Here's the 411, from ESPN's Draft Tracker:
Weaknesses: Lacks ideal size. Possesses decent height and below average bulk. Needs to get bigger and stronger in order to carry a full load in the NFL. Runs a bit high at times. Does not show the size/strength to consistently run over defenders one-on-one in space. Durability is a concern, especially after nagging injuries limited his carries in 2006. Gives a good effort as a blocker but struggles to hold his ground and will get run over at times by bigger blitzing linebackers. Gets knocked back into the quarterback too frequently. His hands are inconsistent and he needs work in that department. Lacks ideal experience as a receiver and still needs work in terms of his recognition skills and overall route running.
Overall: Irons originally attended South Carolina and saw action as a true freshman in 2002 in nine games, making one start. He rushed for 201 yards on 47 carries (4.3 average) and caught four passes for 63 yards and one touchdown. In 2003, Irons played in only five games with one start. He tallied 51 yards on 19 carries and one touchdown on the ground with two catches for eight yards. Irons then transferred to Auburn and sat out the 2004 season.

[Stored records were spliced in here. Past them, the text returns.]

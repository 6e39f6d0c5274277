use clap::Parser;

use crate::utils::version;

#[derive(Parser, Debug)]
#[command(author, version = version(), about)]
pub struct Cli {
    #[arg(
        short,
        long,
        value_name = "FLOAT",
        help = "Tick rate, i.e. number of ticks per second",
        default_value_t = 4.0
    )]
    pub tick_rate: f64,

    #[arg(
        short,
        long,
        value_name = "FLOAT",
        help = "Frame rate, i.e. number of frames per second",
        default_value_t = 30.0
    )]
    pub frame_rate: f64,

    #[arg(
        long,
        value_name = "BINARY",
        help = "Name or path of the scanner binary to launch",
        default_value = "netdiscover"
    )]
    pub tool: String,

    #[arg(
        long,
        help = "Launch the scanner directly instead of through the elevation wrapper"
    )]
    pub direct: bool,
}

In 2005, Irons played in 12 games and made nine starts. He finished the year with team-high totals in carries (256), rushing yards (1,293), and rushing touchdowns (13) and averaged just over five yards per carry. He also caught 14 passes for 164 yards. Irons started 11 of 13 games in 2006, missing the Buffalo game with a sprained toe and ankle and the Tulane game with a gimpy ankle, and carried the ball 198 times for 893 yards (4.5 average) and four touchdowns and caught 10 passes for 78 yards.
Irons displays an impressive combination of power, vision and speed when healthy, and he proved capable of being Auburn's premier back in 2005. However, while he showed toughness in attempting to play through nagging injuries as a senior, his production tailed off considerably. Doubts regarding his ability to carry a fulltime load in the NFL have increased. As a result, Irons' stock has dipped and he likely will slip to the bottom-half of the second round.